[Stored entries]
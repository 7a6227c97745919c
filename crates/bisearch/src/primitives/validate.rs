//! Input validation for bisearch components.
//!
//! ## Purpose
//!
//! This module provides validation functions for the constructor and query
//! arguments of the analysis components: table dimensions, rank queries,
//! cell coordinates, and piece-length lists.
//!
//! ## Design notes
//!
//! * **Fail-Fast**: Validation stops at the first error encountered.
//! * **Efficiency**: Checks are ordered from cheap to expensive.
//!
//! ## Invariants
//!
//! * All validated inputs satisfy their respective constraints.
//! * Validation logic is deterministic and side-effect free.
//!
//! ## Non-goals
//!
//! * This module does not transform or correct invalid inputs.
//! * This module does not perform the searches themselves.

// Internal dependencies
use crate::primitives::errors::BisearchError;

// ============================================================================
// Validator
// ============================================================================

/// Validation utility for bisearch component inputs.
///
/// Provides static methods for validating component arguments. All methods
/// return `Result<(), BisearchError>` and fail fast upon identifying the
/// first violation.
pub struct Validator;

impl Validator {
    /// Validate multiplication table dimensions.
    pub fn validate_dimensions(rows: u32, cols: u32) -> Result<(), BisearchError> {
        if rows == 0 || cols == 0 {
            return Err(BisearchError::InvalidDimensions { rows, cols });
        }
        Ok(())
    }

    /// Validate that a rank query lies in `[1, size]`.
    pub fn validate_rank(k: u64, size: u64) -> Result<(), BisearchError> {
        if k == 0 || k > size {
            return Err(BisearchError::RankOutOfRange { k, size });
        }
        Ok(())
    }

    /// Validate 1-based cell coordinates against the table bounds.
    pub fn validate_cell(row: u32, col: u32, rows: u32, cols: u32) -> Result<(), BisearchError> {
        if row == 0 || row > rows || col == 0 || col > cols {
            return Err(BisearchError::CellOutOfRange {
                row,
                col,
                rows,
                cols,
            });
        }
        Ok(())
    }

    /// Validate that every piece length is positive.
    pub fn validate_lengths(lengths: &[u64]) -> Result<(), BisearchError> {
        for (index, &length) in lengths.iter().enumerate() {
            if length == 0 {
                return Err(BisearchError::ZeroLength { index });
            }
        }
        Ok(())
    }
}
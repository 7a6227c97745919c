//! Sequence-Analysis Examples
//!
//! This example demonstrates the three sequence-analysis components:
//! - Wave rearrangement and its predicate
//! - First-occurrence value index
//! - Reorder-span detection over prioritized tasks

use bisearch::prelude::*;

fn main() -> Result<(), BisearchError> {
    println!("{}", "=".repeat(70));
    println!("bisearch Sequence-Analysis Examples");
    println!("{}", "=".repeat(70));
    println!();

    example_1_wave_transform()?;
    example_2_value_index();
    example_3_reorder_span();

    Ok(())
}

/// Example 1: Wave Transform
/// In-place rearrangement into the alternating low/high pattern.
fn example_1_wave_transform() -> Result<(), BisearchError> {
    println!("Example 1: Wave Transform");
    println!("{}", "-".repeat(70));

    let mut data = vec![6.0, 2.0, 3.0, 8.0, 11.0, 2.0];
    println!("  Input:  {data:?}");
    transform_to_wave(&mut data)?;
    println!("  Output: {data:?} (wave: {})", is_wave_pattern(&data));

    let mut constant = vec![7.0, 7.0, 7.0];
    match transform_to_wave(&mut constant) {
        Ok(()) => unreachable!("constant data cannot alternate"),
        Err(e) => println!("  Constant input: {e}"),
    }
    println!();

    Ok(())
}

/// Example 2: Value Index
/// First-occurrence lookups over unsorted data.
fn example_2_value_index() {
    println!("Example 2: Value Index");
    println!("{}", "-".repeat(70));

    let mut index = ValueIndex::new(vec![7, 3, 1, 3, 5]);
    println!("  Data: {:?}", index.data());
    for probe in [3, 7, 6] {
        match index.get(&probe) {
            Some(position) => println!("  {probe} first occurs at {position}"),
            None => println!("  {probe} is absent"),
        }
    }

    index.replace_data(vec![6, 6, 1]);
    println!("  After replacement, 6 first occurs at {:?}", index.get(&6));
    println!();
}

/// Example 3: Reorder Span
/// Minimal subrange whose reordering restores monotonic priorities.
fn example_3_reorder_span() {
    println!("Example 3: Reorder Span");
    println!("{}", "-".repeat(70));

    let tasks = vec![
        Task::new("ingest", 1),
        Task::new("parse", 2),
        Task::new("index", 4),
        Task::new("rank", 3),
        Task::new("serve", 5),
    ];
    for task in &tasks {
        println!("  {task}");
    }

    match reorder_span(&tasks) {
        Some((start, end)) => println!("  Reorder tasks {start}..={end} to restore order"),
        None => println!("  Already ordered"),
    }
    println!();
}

» **Task goal**
Scan the records above for the word "arguments". Copy each line that has it.

» **Your response**
//! arguments of the analysis components: table dimensions, rank queries,
/// Provides static methods for validating component arguments. All methods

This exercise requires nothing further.